Representantes da China e da Rússia solicitam na ONU a libertação imediata do presidente venezuelano, Nicolás Maduro, depois de um ataque militar dos Estados Unidos ocorrido no dia 3 de janeiro de 2026. Durante uma reunião de emergência do Conselho de Segurança da ONU, realizada em 5 de janeiro, os diplomatas expressaram sua indignação e condenaram as ações dos EUA como ilegais e agressivas.
O embaixador chinês na ONU, Fu Cong, criticou os atos dos Estados Unidos e enfatizou que a comunidade internacional se opõe a sanções e bloqueios que afetam a Venezuela. O representante russo, Vasily Nebenzya, também se manifestou, afirmando que o sequestro de Maduro representa um retrocesso nas leis internacionais e destacou a solidariedade do povo russo com os venezuelanos. Ambos os representantes chamaram a atenção para o imperialismo norte-americano na América Latina, especialmente em relação aos recursos naturais da Venezuela.

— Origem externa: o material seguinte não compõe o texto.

//! Hash utilities for attachment checksum handling

use std::fmt;

use sha2::{Digest as ShaDigest, Sha256, Sha512};

/// Hash algorithms the manifest may declare
#[derive(Debug, Clone, Copy, PartialEq, Eq)]
pub enum HashAlgorithm {
    Md5,
    Sha256,
    Sha512,
}

impl fmt::Display for HashAlgorithm {
    fn fmt(&self, f: &mut fmt::Formatter<'_>) -> fmt::Result {
        let name = match self {
            HashAlgorithm::Md5 => "MD5",
            HashAlgorithm::Sha256 => "SHA-256",
            HashAlgorithm::Sha512 => "SHA-512",
        };
        write!(f, "{}", name)
    }
}

impl HashAlgorithm {
    /// Parses an algorithm name as found in the manifest; `None` for
    /// anything this crate does not know.
    pub fn parse(name: &str) -> Option<Self> {
        match name.to_ascii_uppercase().replace('-', "").as_str() {
            "MD5" => Some(HashAlgorithm::Md5),
            "SHA256" => Some(HashAlgorithm::Sha256),
            "SHA512" => Some(HashAlgorithm::Sha512),
            _ => None,
        }
    }

    /// Only MD5 digests may be written as the embedded-file `/CheckSum`
    /// parameter; that parameter is defined as an MD5 digest.
    pub fn supports_checksum_param(self) -> bool {
        matches!(self, HashAlgorithm::Md5)
    }

    /// Digest length in bytes
    pub fn digest_len(self) -> usize {
        match self {
            HashAlgorithm::Md5 => 16,
            HashAlgorithm::Sha256 => 32,
            HashAlgorithm::Sha512 => 64,
        }
    }
}

/// Hashes a byte slice with the given algorithm, returning the hex digest.
pub fn hash_bytes(data: &[u8], algo: HashAlgorithm) -> String {
    match algo {
        HashAlgorithm::Md5 => hex::encode(md5::compute(data).0),
        HashAlgorithm::Sha256 => {
            let mut hasher = Sha256::new();
            hasher.update(data);
            hex::encode(hasher.finalize())
        }
        HashAlgorithm::Sha512 => {
            let mut hasher = Sha512::new();
            hasher.update(data);
            hex::encode(hasher.finalize())
        }
    }
}

/// Decodes a hex digest into raw bytes, checking its length against the
/// algorithm. `None` when the digest is malformed.
pub fn decode_digest(digest: &str, algo: HashAlgorithm) -> Option<Vec<u8>> {
    let bytes = hex::decode(digest.trim()).ok()?;
    (bytes.len() == algo.digest_len()).then_some(bytes)
}

/// Verifies content against an expected hex digest.
pub fn verify_hash(data: &[u8], expected: &str, algo: HashAlgorithm) -> bool {
    hash_bytes(data, algo).eq_ignore_ascii_case(expected)
}
/// A tab with its declared header. `auto_number` names the column that
/// receives the 1-based row number on append.
#[derive(Debug, Clone, Copy, PartialEq, Eq)]
pub struct TabSpec {
    pub name: &'static str,
    pub columns: &'static [&'static str],
    pub auto_number: Option<&'static str>,
}

pub const COMMERCE_WORKBOOK: &str = "comercio";
pub const ADVERTS_WORKBOOK: &str = "anuncios";

pub const EVALUATIONS: TabSpec = TabSpec {
    name: "Evaluaciones_CA",
    columns: &[
        "N°",
        "NUMERO DE DOCUMENTO SIMPLE",
        "NOMBRES Y APELLIDOS",
        "N° DE EVALUACIÓN",
        "FECHA",
        "N° DE RESOLUCIÓN",
        "FECHA DE RESOLUCIÓN",
        "N° DE AUTORIZACIÓN",
        "FECHA DE AUTORIZACION",
    ],
    auto_number: Some("N°"),
};

pub const AUTHORIZATIONS: TabSpec = TabSpec {
    name: "Autorizaciones_CA",
    columns: &[
        "FECHA DE INGRESO",
        "D.S",
        "NOMBRE Y APELLIDO",
        "DNI",
        "GENERO",
        "DOMICILIO FISCAL",
        "CERTIFICADO ANTERIOR",
        "FECHA EMITIDA CERTIFICADO ANTERIOR",
        "FECHA DE CADUCIDAD CERTIFICADO ANTERIOR",
        "N° DE EVALUACION",
        "FECHA DE EVALUACION",
        "N° DE RESOLUCIÓN",
        "FECHA RESOLUCIÓN",
        "N° DE CERTIFICADO",
        "FECHA EMITIDA CERTIFICADO",
        "VIGENCIA DE AUTORIZACIÓN",
        "LUGAR DE VENTA",
        "COORDENADAS",
        "REFERENCIA",
        "GIRO",
        "HORARIO",
        "N° TELEFONO",
        "TIEMPO",
        "PLAZO",
    ],
    auto_number: None,
};

pub const DOCUMENTS: TabSpec = TabSpec {
    name: "Documentos_CA",
    columns: &[
        "ESTADO",
        "N°",
        "FECHA DE INGRESO",
        "N° DE DOCUMENTO SIMPLE",
        "ASUNTO",
        "NOMBRE Y APELLIDO",
        "DNI",
        "DOMICILIO FISCAL",
        "GIRO O MOTIVO DE LA SOLICITUD",
        "UBICACIÓN A SOLICITAR",
        "N° DE CELULAR",
        "PROCEDENTE / IMPROCEDENTE",
        "N° DE CARTA",
        "FECHA DE LA CARTA",
        "FECHA DE NOTIFICACION",
        "FOLIOS",
    ],
    auto_number: Some("N°"),
};

/// Official advert-certificate registry. Column names are kept byte for byte,
/// including the trailing space of the authorization number.
pub const CERTIFICATES: TabSpec = TabSpec {
    name: "Certificados",
    columns: &[
        "EXP",
        "N° RECIBO",
        "FECHA DE INGRESO",
        "RUC DE LA EMPRESA",
        "NÚMERO DE AUTORIZACION ",
        "FECHA DE EMISIÓN DE LA AUTORIZACION",
        "FECHA DE EXPIRACIÓN DE LA AUTORIZACION",
        "TIPO DE DOCUMENTO DE IDENTIDAD DEL SOLICITANTE",
        "NÚMERO DE DOCUMENTO DE IDENTIDAD DEL SOLICITANTE",
        "APELLIDO PATERNO DEL SOLICITANTE",
        "APELLIDO MATERNO DEL SOLICITANTE",
        "NOMBRE DEL SOLICITANTE",
        "RAZÓN SOCIAL DEL SOLICITANTE",
        "CARACTERISTICA FISICA DEL PANEL",
        "CARACTERISTICA TECNICA DEL PANEL",
        "TIPO DE ANUNCIPO PUBLICITARIO (Móvil, paneles, banderolas, etc.)",
        "DIRECCION",
        "UBICACIÓN",
        "LEYENDA",
        "LARGO",
        "ALTO",
        "ANCHO",
        "GROSOR",
        "LONGUITUD DE SOPORTES",
        "COLOR",
        "MATERIAL",
        "N° CARAS",
        "COORDENADAS",
    ],
    auto_number: None,
};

Com a detenção de Maduro e sua esposa em um presídio federal em Nova York, as tensões políticas aumentam. Eles foram levados a um tribunal para uma audiência de custódia, onde enfrentarão acusações relacionadas ao tráfico internacional de drogas. As reações dos diplomatas da China e da Rússia indicam que a situação pode gerar desdobramentos significativos nas relações internacionais e nas políticas de intervenção na América Latina.